Le prix Nobel de médecine de 2022 récompense le biologiste suédois Svante Pääbo. Ses travaux sur l’ADN ancien ont révélé les liens intimes entre néandertaliens, dénisoviens et Homo sapiens et permis d’éclairer leurs trajectoires évolutives uniques.
Son nom circulait pour le Nobel de médecine depuis quelques années… Récompensé le 3 octobre 2022, le biologiste suédois Svante Pääbo se voit couronné 40 ans après que le prix a été attribué à son père caché, le biochimiste Sune Bergström (dont Pääbe était le fils naturel).
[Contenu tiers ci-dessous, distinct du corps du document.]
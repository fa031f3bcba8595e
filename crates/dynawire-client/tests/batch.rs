//! BatchGetItem and BatchWriteItem over a scripted transport.

mod common;

use common::{item, s, stub_client};
use dynawire_client::{ClientConfig, ClientError};
use dynawire_model::input::{BatchGetItemInput, BatchWriteItemInput};
use dynawire_model::types::{KeysAndAttributes, WriteRequest};
use dynawire_model::{AttributeValue, KeySchema, TableSchema};
use serde_json::json;

fn events_config() -> ClientConfig {
    ClientConfig::default()
        .with_table_schema(TableSchema::new("events", KeySchema::hash_only("id")))
}

fn puts(count: usize) -> Vec<WriteRequest> {
    (0..count)
        .map(|i| WriteRequest::put(item(&[("id", s(&format!("e{i}"))), ("kind", s("click"))])))
        .collect()
}

fn put_json(i: usize) -> serde_json::Value {
    json!({"PutRequest": {"Item": {"id": {"S": format!("e{i}")}, "kind": {"S": "click"}}}})
}

#[tokio::test]
async fn test_should_return_unprocessed_writes_for_resubmission() {
    let (client, stub) = stub_client(events_config());
    let leftovers: Vec<_> = (20..25).map(put_json).collect();
    stub.reply(json!({"UnprocessedItems": {"events": leftovers}}))
        .reply(json!({"UnprocessedItems": {}}));

    let output = client
        .batch_write_item(BatchWriteItemInput {
            request_items: [("events".to_owned(), puts(25))].into(),
            ..BatchWriteItemInput::default()
        })
        .await
        .unwrap();
    assert!(!output.is_complete());
    assert_eq!(output.unprocessed_count(), 5);

    let retry = output.into_retry_input(None, None).unwrap();
    assert_eq!(retry.request_items["events"].len(), 5);
    let done = client.batch_write_item(retry).await.unwrap();
    assert!(done.is_complete());
    assert!(done.into_retry_input(None, None).is_none());

    let requests = stub.requests();
    assert_eq!(requests[0].target, "DynamoDB_20120810.BatchWriteItem");
    assert_eq!(requests[1].body["RequestItems"]["events"][0], put_json(20));
}

#[tokio::test]
async fn test_should_reject_oversized_batches_locally() {
    let (client, stub) = stub_client(events_config());

    let writes = client
        .batch_write_item(BatchWriteItemInput {
            request_items: [("events".to_owned(), puts(26))].into(),
            ..BatchWriteItemInput::default()
        })
        .await;
    assert!(matches!(writes, Err(ClientError::Validation(_))));

    let keys = (0..101).map(|i| item(&[("id", s(&format!("e{i}")))])).collect();
    let reads = client
        .batch_get_item(BatchGetItemInput {
            request_items: [(
                "events".to_owned(),
                KeysAndAttributes {
                    keys,
                    ..KeysAndAttributes::default()
                },
            )]
            .into(),
            ..BatchGetItemInput::default()
        })
        .await;
    assert!(matches!(reads, Err(ClientError::Validation(_))));

    assert_eq!(stub.request_count(), 0);
}

#[tokio::test]
async fn test_should_reject_duplicate_keys_in_one_batch() {
    let (client, stub) = stub_client(events_config());

    let result = client
        .batch_write_item(BatchWriteItemInput {
            request_items: [(
                "events".to_owned(),
                vec![
                    WriteRequest::put(item(&[("id", s("e1")), ("kind", s("click"))])),
                    WriteRequest::delete(item(&[("id", s("e1"))])),
                ],
            )]
            .into(),
            ..BatchWriteItemInput::default()
        })
        .await;
    assert!(matches!(result, Err(ClientError::Validation(_))));
    assert_eq!(stub.request_count(), 0);
}

#[tokio::test]
async fn test_should_treat_equal_numeric_keys_as_duplicates() {
    let config = ClientConfig::default()
        .with_table_schema(TableSchema::new("counters", KeySchema::hash_only("id")));
    let (client, stub) = stub_client(config);
    let number = |raw: &str| AttributeValue::N(raw.to_owned());

    let writes = client
        .batch_write_item(BatchWriteItemInput {
            request_items: [(
                "counters".to_owned(),
                vec![
                    WriteRequest::put(item(&[("id", number("1")), ("hits", number("3"))])),
                    WriteRequest::delete(item(&[("id", number("1.0"))])),
                ],
            )]
            .into(),
            ..BatchWriteItemInput::default()
        })
        .await;
    assert!(matches!(writes, Err(ClientError::Validation(_))));

    let reads = client
        .batch_get_item(BatchGetItemInput {
            request_items: [(
                "counters".to_owned(),
                KeysAndAttributes {
                    keys: vec![item(&[("id", number("10"))]), item(&[("id", number("1e1"))])],
                    ..KeysAndAttributes::default()
                },
            )]
            .into(),
            ..BatchGetItemInput::default()
        })
        .await;
    assert!(matches!(reads, Err(ClientError::Validation(_))));

    assert_eq!(stub.request_count(), 0);
}

#[tokio::test]
async fn test_should_read_partial_batch_and_keep_unprocessed_keys() {
    let (client, stub) = stub_client(events_config());
    stub.reply(json!({
        "Responses": {"events": [{"id": {"S": "e1"}, "kind": {"S": "click"}}]},
        "UnprocessedKeys": {"events": {"Keys": [{"id": {"S": "e2"}}], "ConsistentRead": true}},
    }));

    let output = client
        .batch_get_item(BatchGetItemInput {
            request_items: [(
                "events".to_owned(),
                KeysAndAttributes {
                    keys: vec![item(&[("id", s("e1"))]), item(&[("id", s("e2"))])],
                    consistent_read: Some(true),
                    ..KeysAndAttributes::default()
                },
            )]
            .into(),
            ..BatchGetItemInput::default()
        })
        .await
        .unwrap();

    assert_eq!(output.responses["events"].len(), 1);
    assert_eq!(output.unprocessed_count(), 1);
    let retry = output.into_retry_input(None).unwrap();
    assert_eq!(retry.request_items["events"].keys, vec![item(&[("id", s("e2"))])]);
    assert_eq!(retry.request_items["events"].consistent_read, Some(true));
}

#[tokio::test]
async fn test_should_report_throttling_when_nothing_was_processed() {
    let (client, stub) = stub_client(events_config());
    let everything: Vec<_> = (0..3).map(put_json).collect();
    stub.reply(json!({"UnprocessedItems": {"events": everything}}));

    let result = client
        .batch_write_item(BatchWriteItemInput {
            request_items: [("events".to_owned(), puts(3))].into(),
            ..BatchWriteItemInput::default()
        })
        .await;
    let err = result.unwrap_err();
    assert!(matches!(err, ClientError::ProvisionedThroughputExceeded(_)));
    assert!(err.is_retryable());
}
Le chercheur, actuellement à directeur de l’Institut d’Anthropologie Max Planck de Leipzig (Allemagne) a été honoré pour ses découvertes concernant le génome d’homininés et l’évolution humaine. « En révélant les différences génétiques qui distinguent tous les humains vivants des hominidés disparus, ses découvertes ont donné la base à l’exploration de ce qui fait de nous humains, des êtres aussi uniques » a salué le jury du Nobel. (Lire également sur le site de La Recherche :l’ADN ancien éclaire la trajectoire unique de l’homme moderne« ).
Entre Ötzi et momies égyptiennes
Le Suédois Svante Pääbo a raconté dans sa biographie Neandertal, à la recherche des génomes perdus (Les liens qui libèrent, 2015) l’épopée de la paléogénétique, discipline qu’il a largement contribué à forger depuis les années 1980. Le chercheur a d’abord analysé l’ADN de momies égyptiennes et d’Ötzi, collecté des crottes de paresseux et des os d’ours des cavernes. Jusqu’au Graal : le séquençage, en 2009, du génome de l’homme de Neandertal, à partir d’ossements récupérés à Vindija en Croatie. Séquençage qu’il complètera un peu plus tard avec l’analyse d’un autre ADN néandertalien, celui d’une femme provenant de la même grotte.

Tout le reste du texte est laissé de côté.